Que não eram Santos e nem Reis.
                     
Embora existam vários quadros e, mesmo, alguns murais que se encontram em bom estado de conservação, como tive a oportunidade de ver, nas Catacumbas de Roma, pouco ou quase nada se sabe de concreto, historicamente, sobre os Magos que foram adorar Jesus.
 
Nem mesmo nos evangelhos de São João, São Lucas e São Marcos, encontram-se citações nominais dos Reis Magos. Somente o discípulo Mateus é que nos fornece alguns informes no capítulo II de seu evangelho.
 
Em interessante trabalho sobre o assunto, intitulado Obscura Origem dos reis Magos, Tom Henshaw nos diz: Os Magos eram sacerdotes de uma religião oriental monoteísta, fundada mil anos antes por Zoroastro no planalto iraniano, muito a leste de Belém. Os Magos eram particularmente versados sobre astrologia; daí o símbolo da estrela. Eram reis, idéia pela primeira vez sugerida pelo filósofo cristão Tertuliano, no século II. Esta idéia ganhou tal aceitação, que os artistas da Renascença sempre os representaram em vestes reais, coroados e cercados por dezenas de servidores.

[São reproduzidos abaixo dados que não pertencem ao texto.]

/// Audit report: findings per principle and a numbered recommendation list.
pub fn audit_markdown(report: &AiaReport) -> String {
    let mut md = String::new();
    md.push_str("# RAI Audit Report\n\n");
    md.push_str(&format!(
        "**Audit Date:** {}\n",
        report.last_updated.format("%Y-%m-%d")
    ));
    md.push_str(&format!("**System:** {}\n", report.system_profile.name));
    let auditor = if report.assessment_team.is_empty() {
        "RAI Audit System".to_string()
    } else {
        report.assessment_team.join(", ")
    };
    md.push_str(&format!("**Auditor:** {auditor}\n\n---\n\n"));

    md.push_str("## Executive Summary\n\n");
    md.push_str(&report.executive_summary);
    md.push_str("\n\n---\n\n## Audit Scope\n\n");
    let principles: Vec<&str> = report
        .principle_evaluations
        .iter()
        .map(|e| e.principle.title())
        .collect();
    if principles.len() == 6 {
        md.push_str("Full RAI assessment across all six principles.\n");
    } else if principles.is_empty() {
        md.push_str("No principles were evaluated.\n");
    } else {
        md.push_str(&format!("Partial assessment: {}.\n", principles.join(", ")));
    }

    md.push_str("\n---\n\n## Findings Summary\n\n");
    md.push_str("| Principle | Score | Status | Critical Findings |\n");
    md.push_str("|-----------|-------|--------|-------------------|\n");
    for e in &report.principle_evaluations {
        md.push_str(&format!(
            "| {} | {:.2} | {} | {} |\n",
            e.principle.title(),
            e.score,
            e.compliance_status.label(),
            e.count_severity(Severity::Critical)
        ));
    }

    md.push_str("\n---\n\n## Detailed Findings\n\n");
    for e in &report.principle_evaluations {
        md.push_str(&format!("### {}\n\n", e.principle.title()));
        if e.findings.is_empty() {
            md.push_str("No findings.\n");
        }
        for f in &e.findings {
            md.push_str(&format!(
                "- **[{}]** {} ({})\n",
                f.severity.as_str().to_uppercase(),
                f.description,
                f.finding_id
            ));
        }
        md.push('\n');
    }

    md.push_str("---\n\n## Recommendations\n\n");
    let mut seen = Vec::new();
    for rec in report
        .principle_evaluations
        .iter()
        .flat_map(|e| e.recommendations.iter())
    {
        if !seen.contains(&rec) {
            seen.push(rec);
        }
    }
    if seen.is_empty() {
        md.push_str("No recommendations.\n");
    }
    for (i, rec) in seen.iter().enumerate() {
        md.push_str(&format!("{}. {}\n", i + 1, rec));
    }
    md
}

/// One-page executive summary.
pub fn summary_markdown(report: &AiaReport) -> String {
    let overall = report.overall_score();
    let status = if report.principle_evaluations.is_empty() {
        ComplianceStatus::NotAssessed
    } else {
        ComplianceStatus::from_score(overall)
    };

    let mut md = String::new();
    md.push_str("# RAI Assessment Executive Summary\n\n");
    md.push_str(&format!("**System:** {}\n", report.system_profile.name));
    md.push_str(&format!("**Date:** {}\n", report.last_updated.format("%Y-%m-%d")));
    md.push_str(&format!("**Overall Score:** {overall:.2}/1.00\n"));
    md.push_str(&format!("**Status:** {}\n\n---\n\n", status.label()));

    md.push_str("## Key Findings\n\n");
    if report.key_findings.is_empty() {
        md.push_str("No high or critical findings.\n");
    }
    for finding in report.key_findings.iter().take(SUMMARY_KEY_FINDINGS) {
        md.push_str(&format!("- {finding}\n"));
    }

    md.push_str("\n---\n\n## Principle Scores\n\n");
    md.push_str("| Principle | Score | Status |\n|-----------|-------|--------|\n");
    for e in &report.principle_evaluations {
        md.push_str(&format!(
            "| {} | {:.2} | {} |\n",
            e.principle.title(),
            e.score,
            e.compliance_status.label()
        ));
    }

    md.push_str("\n---\n\n## Recommendation\n\n");
    md.push_str(&format!("**{}**\n\n", report.overall_recommendation.title()));
    md.push_str(&bullets(&report.conditions_for_approval));
    md
}

/// Compliance status across one or more regulations.
pub fn compliance_markdown(system_name: &str, checks: &[RegulationCheck]) -> String {
    let mut md = String::new();
    md.push_str("# Compliance Status Report\n\n");
    md.push_str(&format!(
        "**Generated:** {}\n",
        Utc::now().format("%Y-%m-%d %H:%M UTC")
    ));
    md.push_str(&format!("**System:** {system_name}\n\n---\n\n"));
    md.push_str("## Applicable Regulations\n\n");

    if checks.is_empty() {
        md.push_str("No regulations checked.\n");
    }
    for check in checks {
        md.push_str(&format!("### {}\n\n", check.regulation_name));
        md.push_str(&format!("**Status:** {}\n", check.overall_status));
        if let Some(class) = &check.risk_classification {
            md.push_str(&format!("**Risk Classification:** {class}\n"));
        }
        md.push('\n');

        md.push_str("| Requirement | Status | Evidence |\n");
        md.push_str("|-------------|--------|----------|\n");
        for article in &check.articles {
            if article.requirements.is_empty() {
                md.push_str(&format!(
                    "| {} ({}) | {} | {} |\n",
                    cell(&article.title),
                    article.article,
                    article.status,
                    cell(article.evidence.as_deref().unwrap_or("None"))
                ));
            }
            for req in &article.requirements {
                md.push_str(&format!(
                    "| {} | {} | {} |\n",
                    humanize(&req.requirement),
                    req.status,
                    cell(req.evidence.as_deref().unwrap_or("None"))
                ));
            }
        }

        if let Some(prohibited) = &check.prohibited_practices {
            md.push_str(&format!(
                "\n**Prohibited practices checked:** {}\n",
                prohibited.practices_checked.len()
            ));
            md.push_str(&format!(
                "**Violations detected:** {}\n",
                prohibited.violations_detected.len()
            ));
        }
        md.push('\n');
    }
    md
}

A própria palavra Magos era habitualmente aplicada a grandes filósofos e sábios.
 
Nesse sentido, Baltazar, que significa rei da aurora, Melchior, rei da plena luz, e Gaspar, rei do diadema, o eram, pois reconheceram o Menino Jesus, o filho de Deus, o salvador da humanidade. Até mesmo, não se sabe ao certo qual era o numero de Magos que acompanhava a caravana.
 
É verdade que o mistério dos reis Magos continua desafiando os mais argutos pesquisadores. Não é menos verdade que pelo pampa rio-grandense, durante o Ciclo Natalino (iniciado a 25 de Dezembro, e que se conclui a 06 de Janeiro), vamos ainda encontrar, à frente dos Ternos, um trio de crianças, estando uma delas carregando uma varinha. Na extremidade desta, uma Estrela-Guia, aquela que guiou os Reis Magos e Pastores ao estábulo, onde nasceu o menino Jesus. E mais, a presença de Gaspar, Baltazar (um negrinho) e Melchior, com suas coroas, capas coloridas, etc, roupagens simbolizando os Magos, quando ofertaram a Jesus, em decorados e pequenos cofres individuais, mirra, ouro e incenso.
 
Muitas vezes, este conjunto de figuras é feito por adultos, devidamente
caracterizados, e freqüentemente representados pelos próprios tocadores e cantadores de Ternos.
 
A história nos conta:
 
Melchior era Rei da Núbia e da Arábia, Era um homem de sessenta anos, de longas barbas. Asiático, sua oferenda foi em ouro, simbolizando Cristo-Rei.
 
Baltazar era da Etiópia, e representado como um negro, também barbudo, mas de quarenta anos. Este ofertou incenso, resina fragrante, simbolizando o Cristo-Deus.
 
Gaspar era Rei de Tarso, jovem, alto e imberbe de vinte anos. Caucasiano, sua oferta foi mirra, outra resina aromática, que profetizava a morte de Cristo na cruz.
 
Segue na próxima semana.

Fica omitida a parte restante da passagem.